Just when you think you have a handle on things, something comes along and demonstrates you really have no idea. You know I wouldn’t be mentioning this if it hadn’t happened to me. Recall the August entry in which I was troubled at how people will sometime use one’s photos without asking or giving credit. I decided to stop posting photos of parties and get-togethers online and instead make prints and show people when I see them.

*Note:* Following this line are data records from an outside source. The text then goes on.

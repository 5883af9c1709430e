//! Parameter binding utilities for database queries.
//!
//! Values are bound positionally by their declared kind. NULL binds as a
//! typed NULL of that kind so the store sees a consistent parameter type.

use crate::models::{Value, ValueKind};
use chrono::{NaiveDate, NaiveDateTime};
use rust_decimal::Decimal;
use sqlx::mysql::MySqlArguments;
use sqlx::postgres::PgArguments;
use sqlx::query::Query;
use sqlx::sqlite::SqliteArguments;
use sqlx::{MySql, Postgres, Sqlite};

/// Bind a parameter to a MySQL query.
pub(crate) fn bind_mysql_param<'q>(
    query: Query<'q, MySql, MySqlArguments>,
    kind: ValueKind,
    value: &'q Value,
) -> Query<'q, MySql, MySqlArguments> {
    match value {
        Value::Null => match kind {
            ValueKind::Text => query.bind(None::<String>),
            ValueKind::Integer => query.bind(None::<i64>),
            ValueKind::Decimal => query.bind(None::<Decimal>),
            ValueKind::Boolean => query.bind(None::<bool>),
            ValueKind::Date => query.bind(None::<NaiveDate>),
            ValueKind::Timestamp => query.bind(None::<NaiveDateTime>),
        },
        Value::Text(v) => query.bind(v.as_str()),
        Value::Integer(v) => query.bind(*v),
        Value::Decimal(v) => query.bind(*v),
        Value::Boolean(v) => query.bind(*v),
        Value::Date(v) => query.bind(*v),
        Value::Timestamp(v) => query.bind(*v),
    }
}

/// Bind a parameter to a PostgreSQL query.
pub(crate) fn bind_postgres_param<'q>(
    query: Query<'q, Postgres, PgArguments>,
    kind: ValueKind,
    value: &'q Value,
) -> Query<'q, Postgres, PgArguments> {
    match value {
        Value::Null => match kind {
            ValueKind::Text => query.bind(None::<String>),
            ValueKind::Integer => query.bind(None::<i64>),
            ValueKind::Decimal => query.bind(None::<Decimal>),
            ValueKind::Boolean => query.bind(None::<bool>),
            ValueKind::Date => query.bind(None::<NaiveDate>),
            ValueKind::Timestamp => query.bind(None::<NaiveDateTime>),
        },
        Value::Text(v) => query.bind(v.as_str()),
        Value::Integer(v) => query.bind(*v),
        Value::Decimal(v) => query.bind(*v),
        Value::Boolean(v) => query.bind(*v),
        Value::Date(v) => query.bind(*v),
        Value::Timestamp(v) => query.bind(*v),
    }
}

/// Bind a parameter to a SQLite query.
pub(crate) fn bind_sqlite_param<'q>(
    query: Query<'q, Sqlite, SqliteArguments<'q>>,
    kind: ValueKind,
    value: &'q Value,
) -> Query<'q, Sqlite, SqliteArguments<'q>> {
    match value {
        Value::Null => match kind {
            ValueKind::Text | ValueKind::Decimal => query.bind(None::<String>),
            ValueKind::Integer => query.bind(None::<i64>),
            ValueKind::Boolean => query.bind(None::<bool>),
            ValueKind::Date => query.bind(None::<NaiveDate>),
            ValueKind::Timestamp => query.bind(None::<NaiveDateTime>),
        },
        Value::Text(v) => query.bind(v.as_str()),
        Value::Integer(v) => query.bind(*v),
        // SQLite has no decimal type; text keeps the exact digits and column
        // affinity converts where the schema asks for a number
        Value::Decimal(v) => query.bind(v.to_string()),
        Value::Boolean(v) => query.bind(*v),
        Value::Date(v) => query.bind(*v),
        Value::Timestamp(v) => query.bind(*v),
    }
}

The part about making prints isn’t working out. It’s an effort I seem unwilling to make. On the other hand, I picked up an iPod Touch, which is an ideal means to show photos. I reversed my decision, thinking I just ought to start posting images in my on-line album again. Shutting down this line of thought was a post by the Office of the Privacy Commissioner revealing something I should have already known. It quoted a passage from the terms of use document of an unnamed social networking site. My photos were being used without permission or credit on Facebook so I had a look at their Terms of Use document. I was amused to see Facebook was indeed the quoted unnamed social networking site:
When you post User Content to the Site, you authorize and direct us to make such copies thereof as we deem necessary in order to facilitate the posting and storage of the User Content on the Site. By posting User Content to any part of the Site, you automatically grant, and you represent and warrant that you have the right to grant, to the Company an irrevocable, perpetual, non-exclusive, transferable, fully paid, worldwide license (with the right to sublicense) to use, copy, publicly perform, publicly display, reformat, translate, excerpt (in whole or in part) and distribute such User Content for any purpose on or in connection with the Site or the promotion thereof, to prepare derivative works of, or incorporate into other works, such User Content, and to grant and authorize sublicenses of the foregoing.

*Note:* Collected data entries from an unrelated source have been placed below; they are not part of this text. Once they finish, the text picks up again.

// =============================================================================
// Database-Specific Decoders
// =============================================================================
//
// Each module below decodes one column into a requested kind. MySQL and
// PostgreSQL decode through sqlx's type checks and fall back across widths;
// SQLite values are dynamically typed, so its decoder lets the engine convert.

mod mysql {
    use super::*;
    use chrono::{DateTime, NaiveDate, NaiveDateTime, Utc};
    use rust_decimal::Decimal;

    pub fn decode_column(row: &MySqlRow, idx: usize, kind: ValueKind) -> DbResult<Value> {
        let value = match kind {
            ValueKind::Text => decode_text(row, idx).map(|v| v.map(Value::Text)),
            ValueKind::Integer => decode_integer(row, idx).map(|v| v.map(Value::Integer)),
            ValueKind::Decimal => decode_decimal(row, idx).map(|v| v.map(Value::Decimal)),
            ValueKind::Boolean => decode_boolean(row, idx).map(|v| v.map(Value::Boolean)),
            ValueKind::Date => row
                .try_get::<Option<NaiveDate>, _>(idx)
                .map(|v| v.map(Value::Date)),
            ValueKind::Timestamp => decode_timestamp(row, idx).map(|v| v.map(Value::Timestamp)),
        };
        value
            .map(Option::unwrap_or_default)
            .map_err(|e| column_error(idx, kind, e))
    }

    fn decode_text(row: &MySqlRow, idx: usize) -> Result<Option<String>, sqlx::Error> {
        match row.try_get::<Option<String>, _>(idx) {
            Ok(v) => Ok(v),
            // User variables and binary collations come back as blobs
            Err(e) => match row.try_get::<Option<Vec<u8>>, _>(idx) {
                Ok(bytes) => Ok(bytes.map(|b| String::from_utf8_lossy(&b).into_owned())),
                Err(_) => Err(e),
            },
        }
    }

    fn decode_integer(row: &MySqlRow, idx: usize) -> Result<Option<i64>, sqlx::Error> {
        let first = match row.try_get::<Option<i64>, _>(idx) {
            Ok(v) => return Ok(v),
            Err(e) => e,
        };
        // Try narrower signed types
        if let Ok(v) = row.try_get::<Option<i32>, _>(idx) {
            return Ok(v.map(i64::from));
        }
        if let Ok(v) = row.try_get::<Option<i16>, _>(idx) {
            return Ok(v.map(i64::from));
        }
        if let Ok(v) = row.try_get::<Option<i8>, _>(idx) {
            return Ok(v.map(i64::from));
        }
        // Try unsigned types
        if let Ok(v) = row.try_get::<Option<u32>, _>(idx) {
            return Ok(v.map(i64::from));
        }
        if let Ok(v) = row.try_get::<Option<u64>, _>(idx) {
            return match v.map(i64::try_from).transpose() {
                Ok(v) => Ok(v),
                Err(e) => Err(sqlx::Error::Decode(Box::new(e))),
            };
        }
        Err(first)
    }

    fn decode_decimal(row: &MySqlRow, idx: usize) -> Result<Option<Decimal>, sqlx::Error> {
        let first = match row.try_get::<Option<Decimal>, _>(idx) {
            Ok(v) => return Ok(v),
            Err(e) => e,
        };
        if let Ok(v) = row.try_get::<Option<f64>, _>(idx) {
            return Ok(v.and_then(|f| Decimal::try_from(f).ok()));
        }
        if let Ok(v) = decode_integer(row, idx) {
            return Ok(v.map(Decimal::from));
        }
        Err(first)
    }

    fn decode_boolean(row: &MySqlRow, idx: usize) -> Result<Option<bool>, sqlx::Error> {
        match row.try_get::<Option<bool>, _>(idx) {
            Ok(v) => Ok(v),
            Err(e) => match decode_integer(row, idx) {
                Ok(v) => Ok(v.map(|i| i != 0)),
                Err(_) => Err(e),
            },
        }
    }

    fn decode_timestamp(row: &MySqlRow, idx: usize) -> Result<Option<NaiveDateTime>, sqlx::Error> {
        match row.try_get::<Option<NaiveDateTime>, _>(idx) {
            Ok(v) => Ok(v),
            Err(e) => match row.try_get::<Option<DateTime<Utc>>, _>(idx) {
                Ok(v) => Ok(v.map(|dt| dt.naive_utc())),
                Err(_) => Err(e),
            },
        }
    }
}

Pretty bleak, isn’t it? You post something, and you allow them to use it for free, in perpetuity. Even further, they can take your material and licence it to others, perhaps for a fee. A fee you will never share in, undoubtedly. The strange part is the very next sentence:
You may remove your User Content from the Site at any time. If you choose to remove your User Content, the license granted above will automatically expire, however you acknowledge that the Company may retain archived copies of your User Content.
So on one hand, as soon as you post content, you’re giving Facebook an “irrevocable, perpetual” licence to use it, but then they claim that if you delete your content from the site, this irrevocable, perpetual licence is revoked and ended. So which is it?

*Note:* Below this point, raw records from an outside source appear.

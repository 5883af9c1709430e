//! PostgreSQL session.
//!
//! Generated keys come from a `RETURNING` clause. Procedure output slots are
//! bound as typed NULL placeholders for the procedure's INOUT parameters; the
//! single row a `CALL` returns carries their values.

use super::{BlockCollector, PooledSession, row_count};
use crate::db::connection::{Connection, ParamSlot, RawCallResult, RowCallback, Statement};
use crate::db::params::bind_postgres_param;
use crate::db::types::RowDecode;
use crate::error::{DbError, DbResult};
use crate::models::{DatabaseType, Value, ValueKind};
use futures_util::TryStreamExt;
use futures_util::future::BoxFuture;
use sqlx::pool::PoolConnection;
use sqlx::postgres::PgArguments;
use sqlx::query::Query;
use sqlx::{Either, Executor, Postgres};
use std::borrow::Cow;
use tracing::debug;

const DB_TYPE: DatabaseType = DatabaseType::PostgreSQL;

static NULL: Value = Value::Null;

pub struct PgSession {
    inner: PooledSession<Postgres>,
}

impl PgSession {
    pub fn new(conn: PoolConnection<Postgres>) -> Self {
        Self {
            inner: PooledSession::new(conn, DB_TYPE),
        }
    }

    async fn run_raw(&mut self, sql: &'static str) -> DbResult<()> {
        let conn = self.inner.conn()?;
        conn.execute(sql).await?;
        debug!(sql = %sql, "Session statement executed");
        Ok(())
    }

    async fn begin_if_needed(&mut self) -> DbResult<()> {
        if self.inner.needs_begin() {
            self.run_raw(DB_TYPE.begin_statement()).await?;
            self.inner.in_transaction = true;
        }
        Ok(())
    }

    async fn finish(&mut self, sql: &'static str) -> DbResult<()> {
        if self.inner.in_transaction {
            self.run_raw(sql).await?;
            self.inner.in_transaction = false;
        }
        Ok(())
    }
}

fn bind_all<'q, 'v: 'q>(
    sql: &'q str,
    params: impl Iterator<Item = (ValueKind, &'v Value)>,
) -> Query<'q, Postgres, PgArguments> {
    params.fold(sqlx::query(sql), |query, (kind, value)| {
        bind_postgres_param(query, kind, value)
    })
}

/// Check for a `RETURNING` keyword outside quoted text and identifiers.
fn has_returning_clause(sql: &str) -> bool {
    let mut quote: Option<char> = None;
    let mut word_start: Option<usize> = None;
    for (idx, ch) in sql.char_indices().chain(std::iter::once((sql.len(), ' '))) {
        if let Some(open) = quote {
            if ch == open {
                quote = None;
            }
            continue;
        }
        if ch.is_alphanumeric() || ch == '_' || ch == '$' {
            word_start.get_or_insert(idx);
            continue;
        }
        if let Some(start) = word_start.take() {
            if sql[start..idx].eq_ignore_ascii_case("returning") {
                return true;
            }
        }
        if ch == '\'' || ch == '"' {
            quote = Some(ch);
        }
    }
    false
}

/// Append `RETURNING *` unless the statement already names what it returns.
fn with_returning(sql: &str) -> Cow<'_, str> {
    if has_returning_clause(sql) {
        Cow::Borrowed(sql)
    } else {
        Cow::Owned(format!(
            "{} RETURNING *",
            sql.trim_end().trim_end_matches(';')
        ))
    }
}

impl Connection for PgSession {
    fn database_type(&self) -> DatabaseType {
        DB_TYPE
    }

    fn auto_commit(&self) -> bool {
        self.inner.auto_commit
    }

    fn in_transaction(&self) -> bool {
        self.inner.in_transaction
    }

    fn set_read_only(&mut self, read_only: bool) -> BoxFuture<'_, DbResult<()>> {
        Box::pin(async move {
            if self.inner.read_only != read_only {
                self.run_raw(DB_TYPE.read_only_statement(read_only)).await?;
                self.inner.read_only = read_only;
            }
            Ok(())
        })
    }

    fn set_auto_commit(&mut self, auto_commit: bool) -> BoxFuture<'_, DbResult<()>> {
        Box::pin(async move {
            if auto_commit {
                self.finish("COMMIT").await?;
            }
            self.inner.auto_commit = auto_commit;
            Ok(())
        })
    }

    fn commit(&mut self) -> BoxFuture<'_, DbResult<()>> {
        Box::pin(self.finish("COMMIT"))
    }

    fn rollback(&mut self) -> BoxFuture<'_, DbResult<()>> {
        Box::pin(self.finish("ROLLBACK"))
    }

    fn fetch<'a>(
        &'a mut self,
        statement: Statement<'a>,
        columns: &'a [ValueKind],
        on_row: &'a mut RowCallback<'a>,
    ) -> BoxFuture<'a, DbResult<usize>> {
        Box::pin(async move {
            self.begin_if_needed().await?;
            let conn = self.inner.conn()?;
            debug!(sql = %statement.sql, params = statement.params.len(), "Executing query");

            let mut rows = if statement.params.is_empty() {
                conn.fetch(statement.sql)
            } else {
                bind_all(statement.sql, statement.bindings()).fetch(conn)
            };
            let mut seen = 0;
            while let Some(row) = rows.try_next().await? {
                seen += 1;
                if !on_row(row.decode_values(columns)?)? {
                    break;
                }
            }
            Ok(seen)
        })
    }

    fn execute<'a>(&'a mut self, statement: Statement<'a>) -> BoxFuture<'a, DbResult<i64>> {
        Box::pin(async move {
            self.begin_if_needed().await?;
            let conn = self.inner.conn()?;
            let result = if statement.params.is_empty() {
                conn.execute(statement.sql).await?
            } else {
                bind_all(statement.sql, statement.bindings())
                    .execute(conn)
                    .await?
            };
            debug!(
                sql = %statement.sql,
                params = statement.params.len(),
                rows_affected = result.rows_affected(),
                "Executed statement"
            );
            Ok(row_count(result.rows_affected()))
        })
    }

    fn insert_returning_keys<'a>(
        &'a mut self,
        sql: &'a str,
        kinds: &'a [ValueKind],
        rows: &'a [Vec<Value>],
        key_kind: ValueKind,
    ) -> BoxFuture<'a, DbResult<Vec<Value>>> {
        Box::pin(async move {
            self.begin_if_needed().await?;
            let returning = with_returning(sql);
            let key_columns = [key_kind];
            let mut keys = Vec::with_capacity(rows.len());
            for row in rows {
                let conn = self.inner.conn()?;
                let statement = Statement::new(sql, kinds, row);
                let returned = bind_all(&returning, statement.bindings())
                    .fetch_all(conn)
                    .await?;
                for key_row in &returned {
                    keys.extend(key_row.decode_values(&key_columns)?);
                }
            }
            debug!(sql = %returning, rows = rows.len(), keys = keys.len(), "Executed insert");
            Ok(keys)
        })
    }

    fn call<'a>(
        &'a mut self,
        sql: &'a str,
        slots: &'a [ParamSlot<'a>],
    ) -> BoxFuture<'a, DbResult<RawCallResult>> {
        Box::pin(async move {
            self.begin_if_needed().await?;
            let out_kinds: Vec<ValueKind> = slots
                .iter()
                .filter_map(|slot| match *slot {
                    ParamSlot::Out(kind) => Some(kind),
                    ParamSlot::In { .. } => None,
                })
                .collect();
            let bindings = slots.iter().map(|slot| match *slot {
                ParamSlot::In { kind, value } => (kind, value),
                ParamSlot::Out(kind) => (kind, &NULL),
            });
            let query = bind_all(sql, bindings);
            let conn = self.inner.conn()?;
            debug!(sql = %sql, outputs = out_kinds.len(), "Calling procedure");

            if !out_kinds.is_empty() {
                let rows = query.fetch_all(conn).await?;
                let outputs = match rows.first() {
                    Some(row) => row.decode_values(&out_kinds)?,
                    None => {
                        return Err(DbError::access(
                            "Procedure call declared outputs but returned no output row",
                        ));
                    }
                };
                return Ok(RawCallResult {
                    blocks: Vec::new(),
                    outputs,
                });
            }

            let mut results = conn.fetch_many(query);
            let mut collector = BlockCollector::default();
            while let Some(step) = results.try_next().await? {
                match step {
                    Either::Left(done) => collector.finish_statement(row_count(done.rows_affected())),
                    Either::Right(row) => collector.push_row(row.decode_dynamic()),
                }
            }
            Ok(RawCallResult {
                blocks: collector.into_blocks(),
                outputs: Vec::new(),
            })
        })
    }

    fn detach(mut self: Box<Self>) {
        self.inner.detach();
    }
}

#[cfg(test)]
mod tests {
    use super::*;

    #[test]
    fn test_with_returning_appends_clause() {
        assert_eq!(
            with_returning("INSERT INTO items (name) VALUES ($1);"),
            "INSERT INTO items (name) VALUES ($1) RETURNING *"
        );
    }

    #[test]
    fn test_with_returning_keeps_existing_clause() {
        let sql = "INSERT INTO items (name) VALUES ($1) RETURNING id";
        assert!(matches!(with_returning(sql), Cow::Borrowed(_)));
        let sql = "insert into items (name) values ($1)\nreturning\tid";
        assert!(matches!(with_returning(sql), Cow::Borrowed(_)));
    }

    #[test]
    fn test_returning_inside_names_and_literals_is_ignored() {
        assert_eq!(
            with_returning("INSERT INTO returning_customers (name) VALUES ($1)"),
            "INSERT INTO returning_customers (name) VALUES ($1) RETURNING *"
        );
        assert_eq!(
            with_returning("INSERT INTO notes (body) VALUES ('returning soon')"),
            "INSERT INTO notes (body) VALUES ('returning soon') RETURNING *"
        );
        assert_eq!(
            with_returning(r#"INSERT INTO "returning" (x) VALUES ($1)"#),
            r#"INSERT INTO "returning" (x) VALUES ($1) RETURNING *"#
        );
    }
}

Also interesting is a sentence appearing earlier in the same paragraph:
You may not post, transmit, or share User Content on the Site or Service that you did not create or that you do not have permission to post.
I’m curious what Facebook would do if they used an image posted by someone who did not create it or have permission to use it.
My reading of their terms tell me that by giving my friends permission to post my photographs, I am indirectly giving Facebook licence to use them in any way they want, for free. Yea, I don’t think I’m willing to do this. I’m no Yousuf Karsh, but I find it incredibly annoying that a company more than able to compensate the owner of an image for its commercial use prefers to word its legal agreement to allow it to take any images it wants for free. It’s becoming increasingly clear to me that to retain control of my images, I will have to be far more careful in how I use them.
Rachel
So that is why you removed your picture on Facebook. It kind of sucks having to be that careful about your photographs. I have a few photos on mine that I should probably remove now.
Bradley
Have you thought about putting a visible watermark on all the pictures you post? You can’t prevent people from borrowing, but at least everyone would know where it came from!